Role of the N-terminal region and of beta-sheet residue Thr29 on the activity of the omega2 global regulator from the broad-host range Streptococcus pyogenes plasmid pSM19035.

The dimeric regulatory protein wild-type omega (wt omega2) binds to arrays of 7-bp sequences (heptads) present in the operator DNA region of copy control and partition functions of plasmid pSM19035. Each omega2 protein probably binds with an antiparallel beta-sheet structure in the major groove of the 7-bp subsite of the operator DNA. Exchange of threonine at position 29 to alanine (T29A) drastically affects the activity of variant protein omega2T29A both in vivo and in vitro, and reduces the thermodynamic stability deltaG(o)u, but does not change the conformation.

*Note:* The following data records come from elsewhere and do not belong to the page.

//! Subagent orchestration engine.
//!
//! A subagent is a nested copy of the `brood` harness running as a child
//! process with one delegated task. This module turns a [`SubagentRequest`]
//! into exactly one [`SubagentResult`].
//!
//! # Architecture
//!
//! ```text
//! SubagentSupervisor::launch(request, cancel)
//!     |
//!     +-- SubagentTypeRegistry::get(type) ------> SubagentTypeConfig
//!     +-- resolve_subagent_model(..) -----------> Option<model handle>
//!     +-- build_subagent_args(..) --------------> Vec<String>
//!     +-- LaunchCommand::to_spec(args, env) ----> LaunchSpec
//!     |
//!     spawn child --stdout lines--> ExecutionState::ingest_line
//!     |                                  |
//!     |                                  +--> ActivitySink (tool calls)
//!     v
//!     exit status + stderr + last line --> resolve_outcome (+ arbiter)
//!                                              |
//!                                              v
//!                                        SubagentResult
//! ```
//!
//! Every invocation owns its child process and its [`ExecutionState`];
//! nothing mutable is shared between invocations, so [`fanout::launch_all`]
//! can run many of them at once.

pub mod arbiter;
pub mod args;
pub mod fanout;
pub mod launcher;
pub mod model;
pub mod registry;
pub mod stream;
pub mod supervisor;
pub mod tracking;
pub mod types;

pub use arbiter::{ReportSource, choose_report};
pub use args::{ArgsInput, build_subagent_args};
pub use fanout::launch_all;
pub use launcher::{LaunchCommand, LaunchSpec, LauncherInputs, Platform, resolve_launcher};
pub use model::{ModelCatalog, ModelResolutionInput, StaticModelCatalog, resolve_subagent_model};
pub use registry::{RegistryError, SubagentTypeRegistry};
pub use stream::{ExecutionState, ReasoningEffort, ResultEvent, StreamEvent};
pub use supervisor::SubagentSupervisor;
pub use tracking::{
    ActivitySink, InMemoryActivitySink, NoopActivitySink, ToolCallRecord, TracingActivitySink,
};
pub use types::{
    Credentials, INTERRUPTED_BY_USER, InitBlocks, ParentContext, PermissionMode, PermissionState,
    RecommendedModel, SubagentRequest, SubagentResult, SubagentTypeConfig, ToolAllowance,
};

Likewise, the binding affinity to DNA is reduced and the association of the two monomeric subunits of the omega2T29A dimer is weakened, as manifested by an increase in the dissociation constant from 3.2 microM for wt omega2 to 6.3 microM for omega2T29A. Denatured dimers are formed upon thermal unfolding of wt omega2 and omega2T29A at ca. 45 microM (D(n)<-->D(u)). Removal of 8 (omega2deltaN8), or even 18 (omega2deltaN18) N-terminal amino acids has no obvious effect either on the core structure or on the activity in comparison to wt omega2. The stability of variants omega2deltaN8 and omega2deltaN18 is similar to that of wt omega2, and their binding to operator DNA is not impaired.